Sparser Training for On-Device Recommendation Systems

Recommender systems often rely on large embedding tables that map users and items to dense vectors of uniform size, leading to substantial memory consumption and inefficiencies. This is particularly problematic in memory-constrained environments like mobile and Web of Things (WoT) applications, where scalability and real-time performance are critical. Various research efforts have sought to address these issues. Although embedding pruning methods utilizing Dynamic Sparse Training (DST) stand out due to their low training and inference costs, consistent sparsity, and end-to-end differentiability, they face key challenges. Firstly, they typically initializes the mask matrix, which is used to prune redundant parameters, with random uniform sparse initialization. This strategy often results in suboptimal performance as it creates unstructured and inefficient connections. Secondly, they tend to favor the users/items sampled in the single batch immediately before weight exploration when they reactivate pruned parameters with large gradient magnitudes, which does not necessarily improve the overall performance. Thirdly, while they use sparse weights during forward passes, they still need to compute dense gradients during backward passes. In this paper, we propose SparseRec, an lightweight embedding method based on DST, to address these issues. Specifically, SparseRec initializes the mask matrix using Nonnegative Matrix Factorization. It accumulates gradients to identify the inactive parameters that can better improve the model performance after activation. Furthermore, it avoids dense gradients during backpropagation by sampling a subset of important vectors. Gradients are calculated only for parameters in this subset, thus maintaining sparsity during training in both forward and backward passes.

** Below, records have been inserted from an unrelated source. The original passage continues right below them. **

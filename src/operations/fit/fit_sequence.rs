use std::sync::atomic::{AtomicBool, Ordering};

use tracing::{debug, trace};

use crate::error::{FitError, Result};
use crate::geometry::{CubicBezier, PointSequence};
use crate::math::{Point2, Vector2};

use super::fit_segment::fit_range;
use super::FitParams;

/// Ordered list of curves approximating a point sequence.
///
/// Consecutive curves share end points: `curves[i].p3 == curves[i + 1].p0`.
#[derive(Debug, Clone, Default, PartialEq)]
pub struct FitResult {
    curves: Vec<CubicBezier>,
}

impl FitResult {
    /// Returns the curves in traversal order.
    #[must_use]
    pub fn curves(&self) -> &[CubicBezier] {
        &self.curves
    }

    /// Consumes the result, returning the curves.
    #[must_use]
    pub fn into_curves(self) -> Vec<CubicBezier> {
        self.curves
    }

    /// Returns the number of curves.
    #[must_use]
    pub fn len(&self) -> usize {
        self.curves.len()
    }

    /// Returns whether there are no curves.
    #[must_use]
    pub fn is_empty(&self) -> bool {
        self.curves.is_empty()
    }

    /// Iterates over the curves.
    pub fn iter(&self) -> std::slice::Iter<'_, CubicBezier> {
        self.curves.iter()
    }

    /// Start point of the first curve.
    #[must_use]
    pub fn start(&self) -> Option<Point2> {
        self.curves.first().map(|c| c.p0)
    }

    /// End point of the last curve.
    #[must_use]
    pub fn end(&self) -> Option<Point2> {
        self.curves.last().map(|c| c.p3)
    }

    /// Returns whether every curve starts exactly where the previous one ends.
    #[must_use]
    pub fn is_contiguous(&self) -> bool {
        self.curves.windows(2).all(|w| w[0].p3 == w[1].p0)
    }
}

impl<'a> IntoIterator for &'a FitResult {
    type Item = &'a CubicBezier;
    type IntoIter = std::slice::Iter<'a, CubicBezier>;

    fn into_iter(self) -> Self::IntoIter {
        self.curves.iter()
    }
}

/// A range still waiting to be fitted, with the tangents imposed by its parent split.
#[derive(Debug, Clone, Copy)]
struct PendingRange {
    first: usize,
    last: usize,
    start_tangent: Option<Vector2>,
    end_tangent: Option<Vector2>,
}

/// Approximates a whole point sequence by cubic Bezier curves within a precision.
///
/// # Algorithm
///
/// The full range `[0, N-1]` is fitted with one curve. While a curve misses
/// some point by more than the precision, its range is split at the worst
/// point `k` into `[first, k]` and `[k, last]`; both halves share `k` and the
/// tangent through it. A range of two points always fits exactly, so at most
/// `N - 1` curves are produced.
///
/// Pending ranges live on an explicit stack rather than the call stack.
#[derive(Debug)]
pub struct FitSequence<'a> {
    points: &'a PointSequence,
    params: FitParams,
}

impl<'a> FitSequence<'a> {
    /// Creates a new sequence fit.
    #[must_use]
    pub fn new(points: &'a PointSequence, params: FitParams) -> Self {
        Self { points, params }
    }

    /// Executes the fit.
    ///
    /// # Errors
    ///
    /// Returns `FitError::DegenerateInput` if fewer than 2 points are supplied.
    pub fn execute(&self) -> Result<FitResult> {
        self.run(None)
    }

    /// Executes the fit, aborting once `cancel` becomes `true`.
    ///
    /// The flag is checked before each pending range is fitted.
    ///
    /// # Errors
    ///
    /// - `FitError::DegenerateInput` if fewer than 2 points are supplied
    /// - `FitError::Cancelled` if the flag was raised before completion
    pub fn execute_cancellable(&self, cancel: &AtomicBool) -> Result<FitResult> {
        self.run(Some(cancel))
    }

    fn run(&self, cancel: Option<&AtomicBool>) -> Result<FitResult> {
        let n = self.points.len();
        if n < 2 {
            return Err(FitError::DegenerateInput { count: n }.into());
        }
        let precision = self.params.precision();

        let mut curves = Vec::with_capacity(n - 1);
        let mut pending = vec![PendingRange {
            first: 0,
            last: n - 1,
            start_tangent: self.points.start_tangent(0, n - 1),
            end_tangent: self.points.end_tangent(0, n - 1),
        }];

        while let Some(range) = pending.pop() {
            if cancel.is_some_and(|flag| flag.load(Ordering::Relaxed)) {
                debug!(fitted = curves.len(), "curve fitting cancelled");
                return Err(FitError::Cancelled.into());
            }

            let fit = fit_range(
                self.points,
                range.first,
                range.last,
                range.start_tangent,
                range.end_tangent,
                self.params.reparameterizations(),
            );

            if range.last - range.first == 1 || fit.max_error <= precision {
                trace!(
                    first = range.first,
                    last = range.last,
                    max_error = fit.max_error,
                    "accepted curve"
                );
                curves.push(fit.curve);
                continue;
            }

            let split = if range.first < fit.max_error_index && fit.max_error_index < range.last {
                fit.max_error_index
            } else {
                // Only reachable with non-finite input; any interior split still terminates.
                range.first + (range.last - range.first) / 2
            };
            trace!(
                first = range.first,
                last = range.last,
                split,
                max_error = fit.max_error,
                "splitting range"
            );

            let tangent = self.points.split_tangent(split);
            // Right half first so the left half is fitted (and emitted) first.
            pending.push(PendingRange {
                first: split,
                last: range.last,
                start_tangent: tangent,
                end_tangent: range.end_tangent,
            });
            pending.push(PendingRange {
                first: range.first,
                last: split,
                start_tangent: range.start_tangent,
                end_tangent: tangent.map(|t| -t),
            });
        }

        debug!(
            points = n,
            precision,
            curves = curves.len(),
            "fitted point sequence"
        );
        Ok(FitResult { curves })
    }
}
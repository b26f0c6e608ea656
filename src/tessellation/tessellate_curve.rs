use crate::error::Result;
use crate::geometry::{Curve, CurveDomain};
use crate::operations::fit::FitResult;

use super::{Polyline, TessellationParams};

/// Tessellates a curve into a polyline with uniform parameter steps.
///
/// The step count is the smallest `n` for which the chord error bound
/// `|B''|max * h^2 / 8` stays within the tolerance, clamped to the segment limits.
pub struct TessellateCurve<'a, C: Curve> {
    curve: &'a C,
    params: TessellationParams,
}

impl<'a, C: Curve> TessellateCurve<'a, C> {
    /// Creates a new `TessellateCurve` operation.
    #[must_use]
    pub fn new(curve: &'a C, params: TessellationParams) -> Self {
        Self { curve, params }
    }

    /// Executes the tessellation, returning a polyline.
    ///
    /// The first and last vertices are the curve evaluated at the ends of its domain.
    ///
    /// # Errors
    ///
    /// Returns `TessellationError::InvalidParameters` if the parameters are invalid.
    pub fn execute(&self) -> Result<Polyline> {
        self.params.validate()?;
        let domain = self.curve.domain();
        let n = segment_count(self.curve, &domain, &self.params);
        let span = domain.t_max - domain.t_min;

        let mut points = Vec::with_capacity(n + 1);
        for i in 0..n {
            #[allow(clippy::cast_precision_loss)]
            let t = domain.t_min + span * (i as f64 / n as f64);
            points.push(self.curve.evaluate(t));
        }
        points.push(self.curve.evaluate(domain.t_max));
        Ok(Polyline { points })
    }
}

#[allow(
    clippy::cast_possible_truncation,
    clippy::cast_precision_loss,
    clippy::cast_sign_loss
)]
fn segment_count<C: Curve>(curve: &C, domain: &CurveDomain, params: &TessellationParams) -> usize {
    let span = domain.t_max - domain.t_min;
    let raw = (curve.second_derivative_bound() * span * span / (8.0 * params.tolerance))
        .sqrt()
        .ceil();
    let n = if raw.is_finite() {
        raw.min(params.max_segments as f64) as usize
    } else {
        params.max_segments
    };
    n.clamp(params.min_segments, params.max_segments).max(1)
}

/// Tessellates every curve of a fit result into one continuous polyline.
///
/// Join points shared by consecutive curves appear once.
pub struct TessellateFit<'a> {
    result: &'a FitResult,
    params: TessellationParams,
}

impl<'a> TessellateFit<'a> {
    /// Creates a new `TessellateFit` operation.
    #[must_use]
    pub fn new(result: &'a FitResult, params: TessellationParams) -> Self {
        Self { result, params }
    }

    /// Executes the tessellation.
    ///
    /// # Errors
    ///
    /// Returns `TessellationError::InvalidParameters` if the parameters are invalid.
    pub fn execute(&self) -> Result<Polyline> {
        self.params.validate()?;
        let mut points = Vec::new();
        for curve in self.result {
            let part = TessellateCurve::new(curve, self.params).execute()?;
            let skip = usize::from(!points.is_empty());
            points.extend(part.points.into_iter().skip(skip));
        }
        Ok(Polyline { points })
    }
}

#[cfg(test)]
#[allow(clippy::unwrap_used)]
mod tests {
    use super::*;
    use crate::geometry::CubicBezier;
    use crate::math::Point2;
    use crate::operations::fit::fit_sequence;

    fn sample_curve() -> CubicBezier {
        CubicBezier::new(
            Point2::new(50.0, 300.0),
            Point2::new(150.0, -150.0),
            Point2::new(250.0, 450.0),
            Point2::new(350.0, 50.0),
        )
    }

    fn distance_to_segment(p: &Point2, a: &Point2, b: &Point2) -> f64 {
        let ab = b - a;
        let t = ((p - a).dot(&ab) / ab.norm_squared()).clamp(0.0, 1.0);
        nalgebra::distance(p, &(a + ab * t))
    }

    #[test]
    fn straight_curve_uses_minimum_segments() {
        let line = CubicBezier::line(Point2::new(0.0, 0.0), Point2::new(3.0, 3.0));
        let poly = TessellateCurve::new(&line, TessellationParams::default())
            .execute()
            .unwrap();
        assert_eq!(poly.points.len(), 5);
        assert_eq!(poly.points[0], line.p0);
        assert_eq!(poly.points[4], line.p3);
    }

    #[test]
    fn segment_count_follows_tolerance() {
        let params = TessellationParams {
            tolerance: 1.0,
            ..TessellationParams::default()
        };
        let poly = TessellateCurve::new(&sample_curve(), params).execute().unwrap();
        assert_eq!(poly.points.len(), 30);

        let fine = TessellateCurve::new(&sample_curve(), TessellationParams::default())
            .execute()
            .unwrap();
        assert_eq!(fine.points.len(), 257);
    }

    #[test]
    fn chords_stay_within_tolerance() {
        let params = TessellationParams {
            tolerance: 0.5,
            ..TessellationParams::default()
        };
        let curve = sample_curve();
        let poly = TessellateCurve::new(&curve, params).execute().unwrap();
        #[allow(clippy::cast_precision_loss)]
        let n = (poly.points.len() - 1) as f64;
        for (i, w) in poly.points.windows(2).enumerate() {
            #[allow(clippy::cast_precision_loss)]
            let mid = curve.evaluate((i as f64 + 0.5) / n);
            assert!(distance_to_segment(&mid, &w[0], &w[1]) <= params.tolerance);
        }
    }

    #[test]
    fn invalid_params_fail() {
        let params = TessellationParams {
            tolerance: -1.0,
            ..TessellationParams::default()
        };
        assert!(TessellateCurve::new(&sample_curve(), params).execute().is_err());
    }

    #[test]
    fn fit_result_joins_are_not_duplicated() {
        let pts = [
            Point2::new(0.0, 0.0),
            Point2::new(10.0, 10.0),
            Point2::new(20.0, 0.0),
            Point2::new(30.0, 10.0),
        ];
        let result = fit_sequence(&pts, 0.01).unwrap();
        let params = TessellationParams::default();
        let poly = TessellateFit::new(&result, params).execute().unwrap();
        assert_eq!(poly.points.first(), Some(&pts[0]));
        assert_eq!(poly.points.last(), Some(&pts[3]));
        assert!(poly.points.windows(2).all(|w| w[0] != w[1]));
    }
}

翻译：推荐系统通常依赖大型嵌入表，将用户和物品映射为统一维度的稠密向量，导致显著的内存消耗与效率低下。这在内存受限的环境中尤为突出，例如移动设备与物联网应用，其中可扩展性与实时性能至关重要。已有诸多研究致力于解决这些问题。尽管基于动态稀疏训练的嵌入剪枝方法因其低训练/推理成本、一致性稀疏特性及端到端可微性而备受关注，但仍面临关键挑战。首先，这些方法通常采用随机均匀稀疏初始化来生成用于剪枝冗余参数的掩码矩阵，该策略常导致次优性能，因其会形成非结构化且低效的连接。其次，在通过较大梯度幅值重新激活已剪枝参数时，它们倾向于优先处理权重探索前单一批次中采样的用户/物品，但这未必能提升整体性能。第三，尽管在前向传播中使用稀疏权重，它们在反向传播中仍需计算稠密梯度。本文提出SparseRec，一种基于动态稀疏训练的轻量化嵌入方法，以应对上述问题。具体而言，SparseRec使用非负矩阵分解初始化掩码矩阵；通过梯度累积识别激活后能更好提升模型性能的非活跃参数；此外，该方法通过采样重要向量子集避免反向传播中的稠密梯度计算，仅针对该子集中的参数计算梯度，从而在前向与反向传播中全程保持训练过程的稀疏性。